Forward-Looking Statements
This press release contains forward-looking statements, which address a
variety of subjects including the expected timetable for closing of the
transaction between Analog Devices, Inc. ("Analog Devices") and Linear
Technology Corporation ("Linear Technology"). Statements that are not
historical facts, including statements about our beliefs, plans and
expectations, are forward-looking statements. Such statements are based
on our current expectations and are subject to a number of factors and
uncertainties, which could cause actual results to differ materially
from those described in the forward-looking statements. The following
important factors and uncertainties, among others, could cause actual
results to differ materially from those described in these
forward-looking statements: the ability to satisfy the conditions to
closing of the proposed transaction, on the expected timing or at all;
the ability to obtain required regulatory approvals for the proposed
transaction, on the expected timing or at all, including the potential
for regulatory authorities to require divestitures in connection with
the proposed transaction; the occurrence of any event that could give
rise to the termination of the merger agreement; the risk of stockholder
litigation relating to the proposed transaction, including resulting
expense or delay; higher than expected or unexpected costs associated
with or relating to the transaction; the risk that expected benefits,
synergies and growth prospects of the transaction may not be achieved in
a timely manner, or at all; the risk that Linear Technology's business
may not be successfully integrated with Analog Devices' following the
closing; the risk that Analog Devices and Linear Technology will be
unable to retain and hire key personnel; and the risk that disruption
from the transaction may adversely affect Linear Technology's or Analog
Devices' business and relationships with their customers, suppliers or
employees. For additional information about factors that could cause
actual results to differ materially from those described in the
forward-looking statements, please refer to both Analog Devices' and
Linear Technology's filings with the Securities and Exchange Commission
("SEC"), including the risk factors contained in each of Analog Devices'
and Linear Technology's most recent Quarterly Reports on Form 10-Q and
Annual Report on Form 10-K. Forward-looking statements represent
management's current expectations and are inherently uncertain.
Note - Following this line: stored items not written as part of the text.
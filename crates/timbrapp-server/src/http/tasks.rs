//! Task CRUD and the per-task assignment set.

use axum::extract::{Path, State};
use axum::http::{HeaderMap, StatusCode};
use axum::Json;
use serde::Deserialize;
use serde_json::{json, Value};
use std::sync::Arc;
use timbrapp_planner::types::{AssignedDipendente, NewTask, Task, UpdateTask};

use crate::app::AppState;
use crate::auth;
use crate::error::ApiError;

/// GET /api/tasks
pub async fn list(
    State(state): State<Arc<AppState>>,
    headers: HeaderMap,
) -> Result<Json<Vec<Task>>, ApiError> {
    auth::require(&state, &headers)?;
    Ok(Json(state.planner.list_tasks()?))
}

/// GET /api/tasks/{id}
pub async fn detail(
    State(state): State<Arc<AppState>>,
    headers: HeaderMap,
    Path(id): Path<i64>,
) -> Result<Json<Task>, ApiError> {
    auth::require(&state, &headers)?;
    state
        .planner
        .get_task(id)?
        .map(Json)
        .ok_or_else(|| ApiError::not_found("Task non trovato"))
}

/// POST /api/tasks — the commessa and funzione must exist.
pub async fn create(
    State(state): State<Arc<AppState>>,
    headers: HeaderMap,
    Json(req): Json<NewTask>,
) -> Result<(StatusCode, Json<Task>), ApiError> {
    auth::require(&state, &headers)?;
    if req.nome.trim().is_empty() {
        return Err(ApiError::bad_request("Il nome del task è obbligatorio"));
    }
    let task = state.planner.create_task(&req)?;
    Ok((StatusCode::CREATED, Json(task)))
}

/// PUT /api/tasks/{id}
pub async fn update(
    State(state): State<Arc<AppState>>,
    headers: HeaderMap,
    Path(id): Path<i64>,
    Json(req): Json<UpdateTask>,
) -> Result<Json<Task>, ApiError> {
    auth::require(&state, &headers)?;
    state
        .planner
        .update_task(id, &req)?
        .map(Json)
        .ok_or_else(|| ApiError::not_found("Task non trovato"))
}

/// DELETE /api/tasks/{id}
pub async fn remove(
    State(state): State<Arc<AppState>>,
    headers: HeaderMap,
    Path(id): Path<i64>,
) -> Result<Json<Value>, ApiError> {
    auth::require(&state, &headers)?;
    if !state.planner.delete_task(id)? {
        return Err(ApiError::not_found("Task non trovato"));
    }
    Ok(Json(json!({ "message": "Task eliminato con successo" })))
}

/// GET /api/tasks/{id}/personale — employees assigned to the task.
pub async fn personale(
    State(state): State<Arc<AppState>>,
    headers: HeaderMap,
    Path(id): Path<i64>,
) -> Result<Json<Vec<AssignedDipendente>>, ApiError> {
    auth::require(&state, &headers)?;
    Ok(Json(state.planner.personale_for_task(id)?))
}

#[derive(Deserialize)]
#[serde(rename_all = "camelCase")]
pub struct SetPersonaleRequest {
    pub personale_ids: Vec<i64>,
}

/// POST /api/tasks/{id}/personale — replace the assignment set; 400 when
/// any id is unknown.
pub async fn set_personale(
    State(state): State<Arc<AppState>>,
    headers: HeaderMap,
    Path(id): Path<i64>,
    Json(req): Json<SetPersonaleRequest>,
) -> Result<Json<Vec<AssignedDipendente>>, ApiError> {
    auth::require(&state, &headers)?;
    Ok(Json(state.planner.set_task_personale(id, &req.personale_ids)?))
}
Except
as required by law, we do not undertake any obligation to update
forward-looking statements made by us to reflect subsequent events or
circumstances.
Important Additional Information Will Be Filed
With The SEC
In connection with the proposed transaction, Analog Devices and Linear
Technology have filed and will file relevant information with the
Securities and Exchange Commission, including a registration statement
of Analog Devices on Form S-4 (the "registration statement") that
includes a prospectus of Analog Devices and a proxy statement of Linear
Technology (the "proxy statement/prospectus"). INVESTORS AND SECURITY
HOLDERS OF LINEAR TECHNOLOGY ARE URGED TO CAREFULLY READ THE ENTIRE
REGISTRATION STATEMENT AND PROXY STATEMENT/PROSPECTUS AND OTHER RELEVANT
DOCUMENTS FILED WITH THE SEC, BECAUSE THEY CONTAIN IMPORTANT INFORMATION
ABOUT ANALOG DEVICES, LINEAR TECHNOLOGY AND THE PROPOSED TRANSACTION. A
definitive proxy statement/prospectus has been sent to Linear
Technology's shareholders. The registration statement, proxy
statement/prospectus and other documents filed by Analog Devices with
the SEC may be obtained free of charge at Analog Devices’ website at www.analog.com
or at the SEC's website at www.sec.gov.
These documents may also be obtained free of charge from Analog Devices
by requesting them by mail at Analog Devices, Inc., One Technology Way,
P.O. Box 9106, Norwood, MA 02062-9106, Attention Investor Relations, or
by telephone at (781) 461-3282. The documents filed by Linear Technology
with the SEC may be obtained free of charge at Linear Technology's
website at www.linear.com
or at the SEC's website at www.sec.gov.
These documents may also be obtained free of charge from Linear
Technology by requesting them by mail at Linear Technology Corporation,
1630 McCarthy Blvd., Milpitas, CA, 95035-7417, Attention: Investor
Relations, or by telephone at (408) 432-2407.
Non-Solicitation
This communication shall not constitute an offer to sell or the
solicitation of an offer to sell or the solicitation of an offer to buy
any securities, nor shall there be any sale of securities in any
jurisdiction in which such offer, solicitation or sale would be unlawful
prior to registration or qualification under the securities laws of any
such jurisdiction. No offer of securities shall be made except by means
of a prospectus meeting the requirements of Section 10 of the Securities
Act of 1933, as amended.
View source version on businesswire.com: http://www.businesswire.com/news/home/20161020005711/en/
Contacts:
Investor Contacts
Analog
Devices
Ali Husain, 781-461-3282
Treasurer & Director
of Investor Relations
investor.relations@analog.com
or
Mike
Lucarelli, 781-461-3282
Senior Manager Investor Relations
investor.relations@analog.com
or
Linear
Technology:
Donald P. Zerio, 408-432-1900
Vice
President, Finance, Chief Financial Officer
or
Media
Contacts
Analog Devices
Gerald
Kimber White, 781-461-3839
Senior Director Corporate Communications
gerald.kimberwhite@analog.com
or
Linear
Technology
John Hamburger, 408-432-1900 x2419
Director,
Marketing Communications
jhamburger@linear.com
Source: Analog Devices, Inc.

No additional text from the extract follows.